- Born: June 4, 1929 Greenville, Mississippi
- Died: 2001 (aged 71–72)

= Walter R. Scott =

Author, photographer, and self-publisher

Walter R. Scott Sr. (June 4, 1929 – 2001) was an author, photographer and self-publisher of the books Minneapolis Beacon, Minneapolis Negro Profile, and Minnesota's Black Community which celebrated and documented Minnesota's African-American community.

== Biography ==
Walter R. Scott Sr. was born in Greenville, Mississippi. His father was a relative of Kansas City Royals player George Scott. His family moved to Chicago when he was young and he graduated from DuSable High School. Around the same time, his mother passed away.

Scott moved to Minneapolis in 1949 where his uncle preached at the St. James African Methodist Episcopal Church. Scott became a night watchman at Northwestern Bell and eventually became the company's first Black human resources personnel manager. He later worked for the Metropolitan Airports Commission, from which he retired in 1995.

He was a member of the Nacirema Club, and was part of a group of four black news publishers in the Twin Cities along with Cecil Newman, Mary Kyle, and Jeanne Cooper.

Scott died in 2001.

== Writing ==
Scott wrote, photographed, and self-published three volumes of pictures and writing about the Twin Cities African American community: The Centennial Edition of the Minneapolis Beacon (1956), Minneapolis Negro Profile (1968), and Minnesota's Black Community (1976). His works reflected the community of businesspeople, artists, educators, athletes, and other public figures, and showed the reader everyday life in black homes, schools, neighborhoods, and businesses. When publishing Minnesota's Black Community during the bicentennial, he said:

"It is unfair to the nearly 50,000 Blacks now living in Minnesota to hide their historical link to the state. It is equally a disservice to White Minnesotans who are anxious to know more about their fellow Black citizens."
— Walter Scott Sr.

Scott included Minnesota Historical Society photographs and information in his books, and employed local Black photographers such as Charles Chamblis and Ronnie Lloyd. His family estimates over 5,000 copies were sold. Scott self-published his works through his Scott Publishing Company.

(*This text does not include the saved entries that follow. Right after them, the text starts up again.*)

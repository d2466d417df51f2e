//! HTTP request types.
//!
//! This module provides the [`HttpRequest`] type and its builder for
//! constructing requests to the panel API.

use std::collections::HashMap;
use std::fmt;

use crate::clients::errors::InvalidHttpRequestError;

/// HTTP methods used by the panel API.
#[derive(Clone, Copy, Debug, PartialEq, Eq, Hash)]
pub enum HttpMethod {
    /// HTTP GET method for retrieving resources.
    Get,
    /// HTTP POST method for creating resources and triggering actions.
    Post,
    /// HTTP PATCH method for partial updates.
    Patch,
    /// HTTP DELETE method for removing resources.
    Delete,
}

impl fmt::Display for HttpMethod {
    fn fmt(&self, f: &mut fmt::Formatter<'_>) -> fmt::Result {
        match self {
            Self::Get => write!(f, "GET"),
            Self::Post => write!(f, "POST"),
            Self::Patch => write!(f, "PATCH"),
            Self::Delete => write!(f, "DELETE"),
        }
    }
}

/// Content type for HTTP request bodies.
#[derive(Clone, Copy, Debug, PartialEq, Eq)]
pub enum DataType {
    /// JSON content type (`application/json`).
    Json,
}

impl DataType {
    /// Returns the MIME type string for this data type.
    #[must_use]
    pub const fn as_content_type(&self) -> &'static str {
        match self {
            Self::Json => "application/json",
        }
    }
}

/// An HTTP request to be sent to the panel.
///
/// Use [`HttpRequest::builder`] to construct requests.
///
/// # Example
///
/// ```rust
/// use pterodactyl_api::clients::{DataType, HttpMethod, HttpRequest};
/// use serde_json::json;
///
/// let request = HttpRequest::builder(HttpMethod::Patch, "application/locations/3")
///     .body(json!({"short": "eu.fra", "long": "Frankfurt"}))
///     .body_type(DataType::Json)
///     .build()
///     .unwrap();
///
/// assert_eq!(request.http_method, HttpMethod::Patch);
/// ```
#[derive(Clone, Debug)]
pub struct HttpRequest {
    /// The HTTP method for this request.
    pub http_method: HttpMethod,
    /// The path (relative to the API base path) for this request.
    pub path: String,
    /// The request body, if any.
    pub body: Option<serde_json::Value>,
    /// The content type of the body.
    pub body_type: Option<DataType>,
    /// Query parameters to append to the URL.
    pub query: Option<HashMap<String, String>>,
    /// Additional headers to include in the request.
    pub extra_headers: Option<HashMap<String, String>>,
    /// When set, a successful response body is not parsed (204 actions).
    pub expect_no_body: bool,
}

impl HttpRequest {
    /// Creates a new builder for constructing an `HttpRequest`.
    #[must_use]
    pub fn builder(method: HttpMethod, path: impl Into<String>) -> HttpRequestBuilder {
        HttpRequestBuilder::new(method, path)
    }

    /// Validates the request.
    ///
    /// # Errors
    ///
    /// Returns [`InvalidHttpRequestError`] if:
    /// - `body` is `Some` but `body_type` is `None`
    /// - `http_method` is `Patch` but `body` is `None`
    pub fn verify(&self) -> Result<(), InvalidHttpRequestError> {
        if self.body.is_some() && self.body_type.is_none() {
            return Err(InvalidHttpRequestError::MissingBodyType);
        }

        // POST actions (suspend, reinstall) carry no body
        if self.http_method == HttpMethod::Patch && self.body.is_none() {
            return Err(InvalidHttpRequestError::MissingBody {
                method: self.http_method.to_string(),
            });
        }

        Ok(())
    }
}

/// Builder for constructing [`HttpRequest`] instances.
#[derive(Debug)]
pub struct HttpRequestBuilder {
    http_method: HttpMethod,
    path: String,
    body: Option<serde_json::Value>,
    body_type: Option<DataType>,
    query: Option<HashMap<String, String>>,
    extra_headers: Option<HashMap<String, String>>,
    expect_no_body: bool,
}

impl HttpRequestBuilder {
    fn new(method: HttpMethod, path: impl Into<String>) -> Self {
        Self {
            http_method: method,
            path: path.into(),
            body: None,
            body_type: None,
            query: None,
            extra_headers: None,
            expect_no_body: false,
        }
    }

    /// Sets the request body.
    ///
    /// When setting a body, you must also set the body type via [`body_type`](Self::body_type).
    #[must_use]
    pub fn body(mut self, body: impl Into<serde_json::Value>) -> Self {
        self.body = Some(body.into());
        self
    }

    /// Sets the content type of the request body.
    #[must_use]
    pub const fn body_type(mut self, body_type: DataType) -> Self {
        self.body_type = Some(body_type);
        self
    }

    /// Sets all query parameters at once.
    #[must_use]
    pub fn query(mut self, query: HashMap<String, String>) -> Self {
        self.query = Some(query);
        self
    }

    /// Adds a single query parameter.
    #[must_use]
    pub fn query_param(mut self, key: impl Into<String>, value: impl Into<String>) -> Self {
        self.query
            .get_or_insert_with(HashMap::new)
            .insert(key.into(), value.into());
        self
    }

    /// Adds a single extra header.
    #[must_use]
    pub fn header(mut self, key: impl Into<String>, value: impl Into<String>) -> Self {
        self.extra_headers
            .get_or_insert_with(HashMap::new)
            .insert(key.into(), value.into());
        self
    }

    /// Marks the request as one whose successful response has no body.
    #[must_use]
    pub const fn expect_no_body(mut self, expect_no_body: bool) -> Self {
        self.expect_no_body = expect_no_body;
        self
    }

    /// Builds the [`HttpRequest`], validating it in the process.
    ///
    /// # Errors
    ///
    /// Returns [`InvalidHttpRequestError`] if the request fails validation.
    pub fn build(self) -> Result<HttpRequest, InvalidHttpRequestError> {
        let request = HttpRequest {
            http_method: self.http_method,
            path: self.path,
            body: self.body,
            body_type: self.body_type,
            query: self.query,
            extra_headers: self.extra_headers,
            expect_no_body: self.expect_no_body,
        };
        request.verify()?;
        Ok(request)
    }
}

#[cfg(test)]
mod tests {
    use super::*;
    use serde_json::json;

    #[test]
    fn test_http_method_display() {
        assert_eq!(HttpMethod::Get.to_string(), "GET");
        assert_eq!(HttpMethod::Post.to_string(), "POST");
        assert_eq!(HttpMethod::Patch.to_string(), "PATCH");
        assert_eq!(HttpMethod::Delete.to_string(), "DELETE");
    }

    #[test]
    fn test_builder_creates_valid_get_request() {
        let request = HttpRequest::builder(HttpMethod::Get, "application/users")
            .query_param("page", "2")
            .build()
            .unwrap();

        assert_eq!(request.http_method, HttpMethod::Get);
        assert_eq!(request.path, "application/users");
        assert!(request.body.is_none());
        assert!(!request.expect_no_body);
        assert_eq!(
            request.query.unwrap().get("page"),
            Some(&"2".to_string())
        );
    }

    #[test]
    fn test_post_without_body_is_allowed() {
        let request = HttpRequest::builder(HttpMethod::Post, "application/servers/4/suspend")
            .expect_no_body(true)
            .build()
            .unwrap();

        assert!(request.body.is_none());
        assert!(request.expect_no_body);
    }

    #[test]
    fn test_verify_requires_body_for_patch() {
        let result = HttpRequest::builder(HttpMethod::Patch, "application/users/1").build();

        assert!(matches!(
            result,
            Err(InvalidHttpRequestError::MissingBody { method }) if method == "PATCH"
        ));
    }

    #[test]
    fn test_verify_requires_body_type_when_body_present() {
        let result = HttpRequest::builder(HttpMethod::Post, "application/locations")
            .body(json!({"short": "us"}))
            .build();

        assert!(matches!(
            result,
            Err(InvalidHttpRequestError::MissingBodyType)
        ));
    }

    #[test]
    fn test_builder_with_extra_headers() {
        let request = HttpRequest::builder(HttpMethod::Get, "client")
            .header("X-Trace", "abc")
            .build()
            .unwrap();

        assert_eq!(
            request.extra_headers.unwrap().get("X-Trace"),
            Some(&"abc".to_string())
        );
    }
}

Scott also put out smaller, magazine-sized periodicals. In all his publications, he cut and pasted the gallery proofs by hand at home. The books were distributed hand-to-hand and they were featured in the Twin Cities African-American newspapers.

In 2018, Scott's family worked with the Minnesota Historical Society to re-publish his three volumes of writing under the title The Scott Collection. The collection included essays by his son Anthony Scott, his daughter Chaundra Scott, and Augsburg College professor William Green. The re-published edition consisted of one of the most extensive photo compilations of black Minnesotans ever published. Scott's original publications are held at the Hennepin County Library.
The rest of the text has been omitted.